Task data:
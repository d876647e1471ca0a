//! Cancellation and deadline signal passed to every store call

use std::sync::atomic::{AtomicBool, Ordering};
use std::sync::Arc;
use std::time::{Duration, Instant};

use super::errors::{StoreError, StoreResult};

/// Shared cancellation flag with an optional deadline. Clones share the flag.
#[derive(Debug, Clone, Default)]
pub struct CancelSignal {
    cancelled: Arc<AtomicBool>,
    deadline: Option<Instant>,
}

impl CancelSignal {
    /// A signal that never fires unless cancelled
    pub fn new() -> Self {
        Self::default()
    }

    pub fn with_deadline(deadline: Instant) -> Self {
        Self {
            cancelled: Arc::new(AtomicBool::new(false)),
            deadline: Some(deadline),
        }
    }

    pub fn with_timeout(timeout: Duration) -> Self {
        Self::with_deadline(Instant::now() + timeout)
    }

    pub fn cancel(&self) {
        self.cancelled.store(true, Ordering::SeqCst);
    }

    pub fn is_cancelled(&self) -> bool {
        self.cancelled.load(Ordering::SeqCst)
    }

    /// Fail if cancelled or past the deadline
    pub fn check(&self) -> StoreResult<()> {
        if self.is_cancelled() {
            return Err(StoreError::Cancelled);
        }
        match self.deadline {
            Some(deadline) if Instant::now() >= deadline => Err(StoreError::DeadlineExceeded),
            _ => Ok(()),
        }
    }
}
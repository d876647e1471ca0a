//! Statement composition
//!
//! A `Statement` carries its structured form (kind, table, columns, value
//! sources, filter, ordering) alongside the bound parameters, so a store can
//! either send `sql()` over the wire or interpret the structure directly.

use std::fmt;

use serde::Serialize;

use super::errors::{ComposeError, ComposeResult};
use super::fields::{fields, key_fields, RecordShape};
use super::history::HistoryMirror;
use super::naming::{check_identifier, table_reference};
use super::params::Params;
use super::predicate::{id_comparer, in_list, BindStyle, Binder, Filter, Predicate};
use crate::config::{IdentityMode, TableConfig};
use crate::value::SqlValue;

#[derive(Debug, Clone, Copy, PartialEq, Eq, Serialize)]
#[serde(rename_all = "snake_case")]
pub enum StatementKind {
    Select,
    SelectTop1,
    Count,
    Insert,
    Update,
    Delete,
    HistoryInsert,
    CurrentIdentity,
}

impl StatementKind {
    pub fn as_str(&self) -> &'static str {
        match self {
            StatementKind::Select => "select",
            StatementKind::SelectTop1 => "select_top1",
            StatementKind::Count => "count",
            StatementKind::Insert => "insert",
            StatementKind::Update => "update",
            StatementKind::Delete => "delete",
            StatementKind::HistoryInsert => "history_insert",
            StatementKind::CurrentIdentity => "current_identity",
        }
    }
}

/// Where an inserted or updated column gets its value
#[derive(Debug, Clone, PartialEq)]
pub enum ValueSource {
    /// Named parameter, without the `@`
    Param(String),
    Literal(SqlValue),
    /// Identity generated by the last insert of this unit of work
    StoreIdentity,
}

impl ValueSource {
    fn render(&self) -> String {
        match self {
            ValueSource::Param(name) => format!("@{}", name),
            ValueSource::Literal(value) => value.to_inline_literal(),
            ValueSource::StoreIdentity => "@@IDENTITY".to_string(),
        }
    }
}

/// A composed statement
#[derive(Debug, Clone, PartialEq)]
pub struct Statement {
    pub kind: StatementKind,
    /// Rendered table reference, e.g. `dbo.[Person]`
    pub table: String,
    /// Projection for reads, target columns for writes
    pub columns: Vec<String>,
    /// One source per column for inserts and updates
    pub values: Vec<ValueSource>,
    /// AND-joined filter terms
    pub filter: Vec<Predicate>,
    pub order_by: Option<String>,
    /// Column the store fills with a generated identity on insert
    pub identity_column: Option<String>,
    pub params: Params,
}

impl Statement {
    pub(crate) fn new(kind: StatementKind, table: String) -> Self {
        Self {
            kind,
            table,
            columns: Vec::new(),
            values: Vec::new(),
            filter: Vec::new(),
            order_by: None,
            identity_column: None,
            params: Params::new(),
        }
    }

    pub fn params(&self) -> &Params {
        &self.params
    }

    fn projection(&self) -> String {
        let columns: Vec<String> = self.columns.iter().map(|c| format!("[{}]", c)).collect();
        columns.join(",")
    }

    fn where_clause(&self) -> String {
        if self.filter.is_empty() {
            return String::new();
        }
        let terms: Vec<String> = self.filter.iter().map(Predicate::render).collect();
        format!(" where {}", terms.join(" and "))
    }

    fn order_clause(&self) -> String {
        match &self.order_by {
            Some(order) if !order.trim().is_empty() => format!(" order by {}", order),
            _ => String::new(),
        }
    }

    /// SQL text of the statement
    pub fn sql(&self) -> String {
        match self.kind {
            StatementKind::Select => format!(
                "select {} from {}{}{}",
                self.projection(),
                self.table,
                self.where_clause(),
                self.order_clause()
            ),
            StatementKind::SelectTop1 => format!(
                "select top 1 {} from {}{}{}",
                self.projection(),
                self.table,
                self.where_clause(),
                self.order_clause()
            ),
            StatementKind::Count => {
                format!("select count(1) from {}{}", self.table, self.where_clause())
            }
            StatementKind::Insert | StatementKind::HistoryInsert => {
                let values: Vec<String> = self.values.iter().map(ValueSource::render).collect();
                format!(
                    "insert into {} ({}) values ({})",
                    self.table,
                    self.projection(),
                    values.join(",")
                )
            }
            StatementKind::Update => {
                let assignments: Vec<String> = self
                    .columns
                    .iter()
                    .zip(&self.values)
                    .map(|(c, v)| format!("[{}] = {}", c, v.render()))
                    .collect();
                format!(
                    "update {} set {}{}",
                    self.table,
                    assignments.join(","),
                    self.where_clause()
                )
            }
            StatementKind::Delete => format!("delete {}{}", self.table, self.where_clause()),
            StatementKind::CurrentIdentity => format!("select IDENT_CURRENT('{}')", self.table),
        }
    }
}

impl fmt::Display for Statement {
    fn fmt(&self, f: &mut fmt::Formatter<'_>) -> fmt::Result {
        f.write_str(&self.sql())
    }
}

/// Record values keyed by field name
pub type FieldValues = [(String, SqlValue)];

pub(crate) fn bind_record(values: &FieldValues) -> Params {
    values.iter().map(|(n, v)| (n.clone(), v.clone())).collect()
}

/// Composes statements for one record shape under one table configuration
#[derive(Debug, Clone)]
pub struct StatementComposer<'a> {
    config: &'a TableConfig,
    shape: &'a RecordShape,
    style: BindStyle,
}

Work required: Starting with the first line of the listing above, copy each line exactly until you have copied the line containing "share the flag.". Stop there.

Completed exercise:
repository d876647e1471ca0a
//! Cancellation and deadline signal passed to every store call

use std::sync::atomic::{AtomicBool, Ordering};
use std::sync::Arc;
use std::time::{Duration, Instant};

use super::errors::{StoreError, StoreResult};

/// Shared cancellation flag with an optional deadline. Clones share the flag.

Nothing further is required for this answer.